Mine won’t be one of the three million mortgages expected to get a new deal via The Bailout.

A little over five years ago my husband was transferred to a new city. We traveled to the new location to find a house, found a nice place in a good neighborhood with bedrooms for each kid, and took the best mortgage deal we could get.

Who Wouldn’t Take an Adjustable Rate Mortgage?

Because we expected to be transferred again within a few years, we decided on an adjustable rate mortgage. The rate was SO much lower. That’s not to say that we couldn’t afford the house we bought, that we wouldn’t have bought the same house even with a higher rate and payment. But if you have the choice, who’s going to choose a higher rate? Although five years in the same city seemed unthinkable, we went for the seven year adjustable option – just to be safe.

The Party’s Over: Refinancing

At the five year mark, it became clear that we weren’t going anywhere soon so I started shopping for a new mortgage.
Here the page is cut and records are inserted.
fn build_request(
    selected: &[SelectedService],
    redemption: &RedemptionSelection,
    wallet: &Wallet,
    params: &CheckoutParams,
) -> QuoteRequest {
    QuoteRequest {
        selections: SelectionInputBundle {
            context_selections: selected.to_vec(),
            serialized_selections: params.serialized_selections.clone(),
            legacy_single: params.legacy_service.clone(),
        },
        claimed_rewards: wallet.claimed_rewards.clone(),
        redemption_id: redemption.selected_id().map(str::to_string),
        current_points: wallet.points,
        appointment: params.appointment.clone(),
    }
}

/// Quotes a fully assembled request.
///
/// Used by the stdin preview and by any host that keeps its own state.
pub fn preview_quote(
    catalog: &CatalogState,
    config: &ConfigState,
    request: &QuoteRequest,
) -> Result<QuoteResponse, ApiError> {
    let booking = quote(request, &catalog.services, &catalog.rewards, &config.policy)?;
    Ok(QuoteResponse::build(booking, config))
}

/// Prices the booking from the current app state.
///
/// An unaffordable redemption does not fail the quote; it comes back with
/// `canConfirm: false` and an `INSUFFICIENT_POINTS` notice.
pub fn get_quote(
    catalog: &CatalogState,
    config: &ConfigState,
    selection: &SelectionState,
    redemption: &RedemptionState,
    wallet: &WalletState,
    params: &CheckoutParams,
) -> Result<QuoteResponse, ApiError> {
    debug!("get_quote command");

    let selected = selection.snapshot()?;
    let current = redemption.current()?;
    let wallet = wallet.snapshot()?;

    preview_quote(catalog, config, &build_request(&selected, &current, &wallet, params))
}
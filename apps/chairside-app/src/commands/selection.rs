//! # Selection Commands
//!
//! The service menu and the in-app multi-select.
//!
//! ## Selection Lifecycle
//! ```text
//! ┌─────────────────────────────────────────────────────────────────────────┐
//! │                                                                         │
//! │  ┌──────────┐     ┌──────────┐     ┌──────────┐     ┌──────────┐       │
//! │  │  Empty   │────►│ Selected │────►│ Confirm  │────►│ Receipt  │       │
//! │  │          │     │          │     │  screen  │     │          │       │
//! │  └──────────┘     └──────────┘     └──────────┘     └──────────┘       │
//! │                        │                                  │             │
//! │                  toggle_service                    confirm_booking      │
//! │                        │                          (checkout.rs)         │
//! │                        ▼                                  │             │
//! │                  clear_selection ◄────────────────────────┘             │
//! └─────────────────────────────────────────────────────────────────────────┘
//! ```

use chairside_core::{SelectedService, ServiceDefinition};
use serde::{Deserialize, Serialize};
use tracing::debug;

use crate::error::ApiError;
use crate::state::{CatalogState, SelectionState, ServiceSelection};

/// Selection with its running subtotal, for the sticky footer.
#[derive(Debug, Clone, Serialize, Deserialize)]
#[serde(rename_all = "camelCase")]
pub struct SelectionResponse {
    pub items: Vec<SelectedService>,
    pub subtotal_cents: i64,
}

impl SelectionResponse {
    fn build(selection: &ServiceSelection, catalog: &CatalogState) -> Self {
        let priced = chairside_core::pricing::price(&selection.items, &catalog.services);
        SelectionResponse {
            items: selection.items.clone(),
            subtotal_cents: priced.subtotal.cents(),
        }
    }
}

/// Lists the service menu in display order.
pub fn list_services(catalog: &CatalogState) -> Vec<ServiceDefinition> {
    debug!("list_services command");
    catalog.services.services().to_vec()
}

/// Adds or removes a service from the multi-select.
///
/// The label is taken from the catalog so the selection always carries
/// the display name the menu showed.
///
/// ## Errors
/// - `NOT_FOUND` when the key is not on the menu
/// - `VALIDATION_ERROR` when the booking already holds the maximum
pub fn toggle_service(
    catalog: &CatalogState,
    selection: &SelectionState,
    service_key: &str,
) -> Result<SelectionResponse, ApiError> {
    debug!(service_key, "toggle_service command");

    let definition = catalog
        .services
        .lookup(service_key)
        .ok_or_else(|| ApiError::not_found("Service", service_key))?;
    let service = SelectedService::new(definition.key.clone(), definition.name.clone());

    selection.with_selection_mut(|s| -> Result<SelectionResponse, ApiError> {
        s.toggle(service)?;
        Ok(SelectionResponse::build(s, catalog))
    })?
}

pub fn get_selection(
    catalog: &CatalogState,
    selection: &SelectionState,
) -> Result<SelectionResponse, ApiError> {
    debug!("get_selection command");
    selection.with_selection(|s| SelectionResponse::build(s, catalog))
}

pub fn clear_selection(selection: &SelectionState) -> Result<(), ApiError> {
    debug!("clear_selection command");
    selection.with_selection_mut(|s| s.clear())
}

#[cfg(test)]
mod tests {
    use super::*;
    use crate::error::ErrorCode;

    #[test]
    fn test_toggle_service_uses_menu_label() {
        let catalog = CatalogState::standard();
        let selection = SelectionState::new();

        let response = toggle_service(&catalog, &selection, "beard").unwrap();
        assert_eq!(response.items, vec![SelectedService::new("beard", "Beard Trim")]);
        assert_eq!(response.subtotal_cents, 1500);

        let response = toggle_service(&catalog, &selection, "hair").unwrap();
        assert_eq!(response.subtotal_cents, 5000);
    }

    #[test]
    fn test_toggle_unknown_service_is_not_found() {
        let catalog = CatalogState::standard();
        let selection = SelectionState::new();

        let err = toggle_service(&catalog, &selection, "massage").unwrap_err();
        assert_eq!(err.code, ErrorCode::NotFound);
        assert!(selection.snapshot().unwrap().is_empty());
    }

    #[test]
    fn test_clear_selection() {
        let catalog = CatalogState::standard();
        let selection = SelectionState::new();
        toggle_service(&catalog, &selection, "shave").unwrap();

        clear_selection(&selection).unwrap();
        assert_eq!(get_selection(&catalog, &selection).unwrap().subtotal_cents, 0);
    }
}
With over 18 months to go on the ARM, we refinanced into a fixed mortgage at a significantly higher rate. But that was okay because we had the peace of mind of knowing our payment would remain consistent. Not to mention, as my mortgage broker pointed out, we had enjoyed that tremendous deal for over five years. It was true. We’d saved a bundle with the lower rate. We felt lucky, once again, to have the right numbers on our credit report. AND a month later when every headline had to do with rates and mortgages, we felt we’d dodged a bullet.

Enter the Bailout

But now the Treasury and the Federal Deposit Insurance Corp. are planning to ‘guarantee’ troubled mortgages by requiring lenders to restructure mortgages based on a borrower’s ability to repay. And they’re going to do it by lowering the interest rates. Don’t get me wrong, I’m all for keeping people in their homes, I just don’t think I as a taxpayer should pay for it. Who should?

Hmmm…. how about the banks who made all the money on the mortgages? I took a gamble, getting a sweet deal on my mortgage under the assumption I’d be out of it before the rate climate changed. The banks took a gamble making crazy money off of imaginary appreciation in assets that turned out not to actually appreciate. The difference is that now I have to suck it up and pay a higher payment while the banks still get to protect their profits. So just to recap, I’m paying for my gamble AND my taxes are paying for the banking industry’s gamble.

How about they just lower all the rates across the board? Yeah, I know. It’ll never work. The simplest things never do. But a girl can dream, can’t she?

This part of the bailout program is supposed to benefit ‘Main Street’, but it sounds like more money for the faceless bankers to me. What do you think?

  • Jim

    I agree 100% Lela! It’s not right, but it is what it is. I hope this will help fix some of the economic problems, but I don’t think it will. At least now, banks will most likely start making smarter gambles in the future. We’ll see, but I too hate having to pay for other peoples greed.